**RECORDS PROVIDED**
*** Begin section ***

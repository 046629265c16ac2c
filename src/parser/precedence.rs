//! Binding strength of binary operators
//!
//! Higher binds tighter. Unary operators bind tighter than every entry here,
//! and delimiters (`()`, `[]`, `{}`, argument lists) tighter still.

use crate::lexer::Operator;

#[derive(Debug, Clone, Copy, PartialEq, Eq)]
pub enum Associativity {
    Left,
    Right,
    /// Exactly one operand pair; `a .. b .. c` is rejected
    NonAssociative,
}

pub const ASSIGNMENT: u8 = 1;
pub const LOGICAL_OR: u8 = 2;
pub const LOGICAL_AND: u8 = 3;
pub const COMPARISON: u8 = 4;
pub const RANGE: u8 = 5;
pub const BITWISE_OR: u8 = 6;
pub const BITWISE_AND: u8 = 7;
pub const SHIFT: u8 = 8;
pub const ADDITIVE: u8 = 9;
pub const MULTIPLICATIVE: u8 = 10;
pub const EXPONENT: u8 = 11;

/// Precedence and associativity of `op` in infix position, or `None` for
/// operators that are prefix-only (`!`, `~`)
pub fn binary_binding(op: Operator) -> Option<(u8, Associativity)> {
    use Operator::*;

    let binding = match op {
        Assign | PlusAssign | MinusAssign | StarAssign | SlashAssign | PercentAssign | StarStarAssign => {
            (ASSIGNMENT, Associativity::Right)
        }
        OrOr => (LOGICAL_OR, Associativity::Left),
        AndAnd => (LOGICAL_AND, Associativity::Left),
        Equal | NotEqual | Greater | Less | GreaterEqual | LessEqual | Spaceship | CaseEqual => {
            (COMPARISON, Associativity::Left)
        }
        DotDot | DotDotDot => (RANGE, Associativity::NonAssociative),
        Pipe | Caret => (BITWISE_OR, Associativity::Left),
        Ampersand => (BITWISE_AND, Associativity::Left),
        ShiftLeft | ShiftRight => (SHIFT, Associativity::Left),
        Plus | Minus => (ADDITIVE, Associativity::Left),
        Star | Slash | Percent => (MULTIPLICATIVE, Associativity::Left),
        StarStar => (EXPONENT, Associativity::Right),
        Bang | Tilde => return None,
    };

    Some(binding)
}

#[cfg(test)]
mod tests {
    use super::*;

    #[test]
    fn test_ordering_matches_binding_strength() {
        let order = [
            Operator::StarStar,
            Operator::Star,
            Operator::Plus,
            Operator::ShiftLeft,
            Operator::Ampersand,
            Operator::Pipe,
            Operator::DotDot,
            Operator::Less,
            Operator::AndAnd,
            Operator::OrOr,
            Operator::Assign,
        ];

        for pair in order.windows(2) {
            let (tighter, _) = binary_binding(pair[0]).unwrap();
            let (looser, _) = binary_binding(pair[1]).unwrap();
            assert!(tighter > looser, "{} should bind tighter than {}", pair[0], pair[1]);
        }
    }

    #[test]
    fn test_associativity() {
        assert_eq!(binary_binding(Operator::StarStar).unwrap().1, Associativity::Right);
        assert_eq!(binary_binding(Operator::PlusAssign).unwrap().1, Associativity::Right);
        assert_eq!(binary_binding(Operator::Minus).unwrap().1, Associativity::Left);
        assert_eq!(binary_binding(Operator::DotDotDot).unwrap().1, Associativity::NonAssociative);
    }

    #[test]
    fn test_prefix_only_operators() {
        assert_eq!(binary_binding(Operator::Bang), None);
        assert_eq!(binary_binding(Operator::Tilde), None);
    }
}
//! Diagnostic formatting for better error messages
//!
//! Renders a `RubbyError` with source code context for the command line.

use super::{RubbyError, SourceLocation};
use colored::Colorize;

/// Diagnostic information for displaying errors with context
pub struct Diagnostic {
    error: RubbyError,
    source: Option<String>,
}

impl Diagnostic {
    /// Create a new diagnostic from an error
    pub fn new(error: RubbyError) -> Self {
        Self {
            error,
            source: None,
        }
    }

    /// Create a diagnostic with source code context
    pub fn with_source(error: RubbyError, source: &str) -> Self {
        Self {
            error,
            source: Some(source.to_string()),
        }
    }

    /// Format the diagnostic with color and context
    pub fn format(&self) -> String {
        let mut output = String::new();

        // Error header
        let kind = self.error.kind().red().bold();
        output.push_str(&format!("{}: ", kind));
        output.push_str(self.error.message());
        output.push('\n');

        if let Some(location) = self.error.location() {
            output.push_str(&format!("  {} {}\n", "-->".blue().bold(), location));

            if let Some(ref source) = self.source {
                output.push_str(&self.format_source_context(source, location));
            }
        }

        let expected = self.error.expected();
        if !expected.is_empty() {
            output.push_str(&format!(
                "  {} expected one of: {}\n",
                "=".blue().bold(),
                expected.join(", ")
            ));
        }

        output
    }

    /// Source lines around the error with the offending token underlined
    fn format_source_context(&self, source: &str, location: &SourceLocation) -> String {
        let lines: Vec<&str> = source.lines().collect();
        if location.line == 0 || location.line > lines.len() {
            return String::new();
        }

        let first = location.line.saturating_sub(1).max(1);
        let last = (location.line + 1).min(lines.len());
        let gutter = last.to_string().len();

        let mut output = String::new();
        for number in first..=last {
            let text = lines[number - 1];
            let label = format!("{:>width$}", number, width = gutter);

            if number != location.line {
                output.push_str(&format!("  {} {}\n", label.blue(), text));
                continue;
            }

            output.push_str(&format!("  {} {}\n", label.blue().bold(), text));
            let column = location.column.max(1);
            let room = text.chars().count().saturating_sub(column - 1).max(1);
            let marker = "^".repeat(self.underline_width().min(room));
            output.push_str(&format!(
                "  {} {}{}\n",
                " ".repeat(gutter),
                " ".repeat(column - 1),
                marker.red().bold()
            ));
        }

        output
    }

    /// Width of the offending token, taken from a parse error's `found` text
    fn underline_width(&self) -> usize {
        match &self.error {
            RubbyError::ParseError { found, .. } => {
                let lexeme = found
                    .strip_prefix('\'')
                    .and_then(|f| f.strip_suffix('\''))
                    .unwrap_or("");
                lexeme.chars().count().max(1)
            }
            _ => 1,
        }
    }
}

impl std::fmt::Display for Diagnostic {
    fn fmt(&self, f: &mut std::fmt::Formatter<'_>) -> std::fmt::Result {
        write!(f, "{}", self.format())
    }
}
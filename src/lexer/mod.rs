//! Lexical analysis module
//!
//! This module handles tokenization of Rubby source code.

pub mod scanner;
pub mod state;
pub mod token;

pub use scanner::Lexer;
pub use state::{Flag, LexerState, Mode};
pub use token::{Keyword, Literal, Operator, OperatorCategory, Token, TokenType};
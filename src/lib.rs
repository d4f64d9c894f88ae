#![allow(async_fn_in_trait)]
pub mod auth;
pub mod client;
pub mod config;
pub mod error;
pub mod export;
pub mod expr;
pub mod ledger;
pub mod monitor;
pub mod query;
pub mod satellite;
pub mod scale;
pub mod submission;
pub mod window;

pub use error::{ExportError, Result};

*** End section ***

**YOUR OBJECTIVE**
Repeat the data in full, matching each line exactly.

**OUTPUT OF THE EXERCISE**
repository 046629265c16ac2c
filename src/parser/precedence.rs
//! Binding strength of binary operators
//!
//! Higher binds tighter. Unary operators bind tighter than every entry here,
//! and delimiters (`()`, `[]`, `{}`, argument lists) tighter still.

use crate::lexer::Operator;

#[derive(Debug, Clone, Copy, PartialEq, Eq)]
pub enum Associativity {
    Left,
    Right,
    /// Exactly one operand pair; `a .. b .. c` is rejected
    NonAssociative,
}

pub const ASSIGNMENT: u8 = 1;
pub const LOGICAL_OR: u8 = 2;
pub const LOGICAL_AND: u8 = 3;
pub const COMPARISON: u8 = 4;
pub const RANGE: u8 = 5;
pub const BITWISE_OR: u8 = 6;
pub const BITWISE_AND: u8 = 7;
pub const SHIFT: u8 = 8;
pub const ADDITIVE: u8 = 9;
pub const MULTIPLICATIVE: u8 = 10;
pub const EXPONENT: u8 = 11;

/// Precedence and associativity of `op` in infix position, or `None` for
/// operators that are prefix-only (`!`, `~`)
pub fn binary_binding(op: Operator) -> Option<(u8, Associativity)> {
    use Operator::*;

    let binding = match op {
        Assign | PlusAssign | MinusAssign | StarAssign | SlashAssign | PercentAssign | StarStarAssign => {
            (ASSIGNMENT, Associativity::Right)
        }
        OrOr => (LOGICAL_OR, Associativity::Left),
        AndAnd => (LOGICAL_AND, Associativity::Left),
        Equal | NotEqual | Greater | Less | GreaterEqual | LessEqual | Spaceship | CaseEqual => {
            (COMPARISON, Associativity::Left)
        }
        DotDot | DotDotDot => (RANGE, Associativity::NonAssociative),
        Pipe | Caret => (BITWISE_OR, Associativity::Left),
        Ampersand => (BITWISE_AND, Associativity::Left),
        ShiftLeft | ShiftRight => (SHIFT, Associativity::Left),
        Plus | Minus => (ADDITIVE, Associativity::Left),
        Star | Slash | Percent => (MULTIPLICATIVE, Associativity::Left),
        StarStar => (EXPONENT, Associativity::Right),
        Bang | Tilde => return None,
    };

    Some(binding)
}

#[cfg(test)]
mod tests {
    use super::*;

    #[test]
    fn test_ordering_matches_binding_strength() {
        let order = [
            Operator::StarStar,
            Operator::Star,
            Operator::Plus,
            Operator::ShiftLeft,
            Operator::Ampersand,
            Operator::Pipe,
            Operator::DotDot,
            Operator::Less,
            Operator::AndAnd,
            Operator::OrOr,
            Operator::Assign,
        ];

        for pair in order.windows(2) {
            let (tighter, _) = binary_binding(pair[0]).unwrap();
            let (looser, _) = binary_binding(pair[1]).unwrap();
            assert!(tighter > looser, "{} should bind tighter than {}", pair[0], pair[1]);
        }
    }

    #[test]
    fn test_associativity() {
        assert_eq!(binary_binding(Operator::StarStar).unwrap().1, Associativity::Right);
        assert_eq!(binary_binding(Operator::PlusAssign).unwrap().1, Associativity::Right);
        assert_eq!(binary_binding(Operator::Minus).unwrap().1, Associativity::Left);
        assert_eq!(binary_binding(Operator::DotDotDot).unwrap().1, Associativity::NonAssociative);
    }

    #[test]
    fn test_prefix_only_operators() {
        assert_eq!(binary_binding(Operator::Bang), None);
        assert_eq!(binary_binding(Operator::Tilde), None);
    }
}
//! Diagnostic formatting for better error messages
//!
//! Renders a `RubbyError` with source code context for the command line.

use super::{RubbyError, SourceLocation};
use colored::Colorize;

/// Diagnostic information for displaying errors with context
pub struct Diagnostic {
    error: RubbyError,
    source: Option<String>,
}

impl Diagnostic {
    /// Create a new diagnostic from an error
    pub fn new(error: RubbyError) -> Self {
        Self {
            error,
            source: None,
        }
    }

    /// Create a diagnostic with source code context
    pub fn with_source(error: RubbyError, source: &str) -> Self {
        Self {
            error,
            source: Some(source.to_string()),
        }
    }

    /// Format the diagnostic with color and context
    pub fn format(&self) -> String {
        let mut output = String::new();

        // Error header
        let kind = self.error.kind().red().bold();
        output.push_str(&format!("{}: ", kind));
        output.push_str(self.error.message());
        output.push('\n');

        if let Some(location) = self.error.location() {
            output.push_str(&format!("  {} {}\n", "-->".blue().bold(), location));

            if let Some(ref source) = self.source {
                output.push_str(&self.format_source_context(source, location));
            }
        }

        let expected = self.error.expected();
        if !expected.is_empty() {
            output.push_str(&format!(
                "  {} expected one of: {}\n",
                "=".blue().bold(),
                expected.join(", ")
            ));
        }

        output
    }

    /// Source lines around the error with the offending token underlined
    fn format_source_context(&self, source: &str, location: &SourceLocation) -> String {
        let lines: Vec<&str> = source.lines().collect();
        if location.line == 0 || location.line > lines.len() {
            return String::new();
        }

        let first = location.line.saturating_sub(1).max(1);
        let last = (location.line + 1).min(lines.len());
        let gutter = last.to_string().len();

        let mut output = String::new();
        for number in first..=last {
            let text = lines[number - 1];
            let label = format!("{:>width$}", number, width = gutter);

            if number != location.line {
                output.push_str(&format!("  {} {}\n", label.blue(), text));
                continue;
            }

            output.push_str(&format!("  {} {}\n", label.blue().bold(), text));
            let column = location.column.max(1);
            let room = text.chars().count().saturating_sub(column - 1).max(1);
            let marker = "^".repeat(self.underline_width().min(room));
            output.push_str(&format!(
                "  {} {}{}\n",
                " ".repeat(gutter),
                " ".repeat(column - 1),
                marker.red().bold()
            ));
        }

        output
    }

    /// Width of the offending token, taken from a parse error's `found` text
    fn underline_width(&self) -> usize {
        match &self.error {
            RubbyError::ParseError { found, .. } => {
                let lexeme = found
                    .strip_prefix('\'')
                    .and_then(|f| f.strip_suffix('\''))
                    .unwrap_or("");
                lexeme.chars().count().max(1)
            }
            _ => 1,
        }
    }
}

impl std::fmt::Display for Diagnostic {
    fn fmt(&self, f: &mut std::fmt::Formatter<'_>) -> std::fmt::Result {
        write!(f, "{}", self.format())
    }
}
filename src/lexer/mod.rs
//! Lexical analysis module
//!
//! This module handles tokenization of Rubby source code.

pub mod scanner;
pub mod state;
pub mod token;

pub use scanner::Lexer;
pub use state::{Flag, LexerState, Mode};
pub use token::{Keyword, Literal, Operator, OperatorCategory, Token, TokenType};
filename src/lib.rs
repository d4f64d9c894f88ae
#![allow(async_fn_in_trait)]
pub mod auth;
pub mod client;
pub mod config;
pub mod error;
pub mod export;
pub mod expr;
pub mod ledger;
pub mod monitor;
pub mod query;
pub mod satellite;
pub mod scale;
pub mod submission;
pub mod window;

pub use error::{ExportError, Result};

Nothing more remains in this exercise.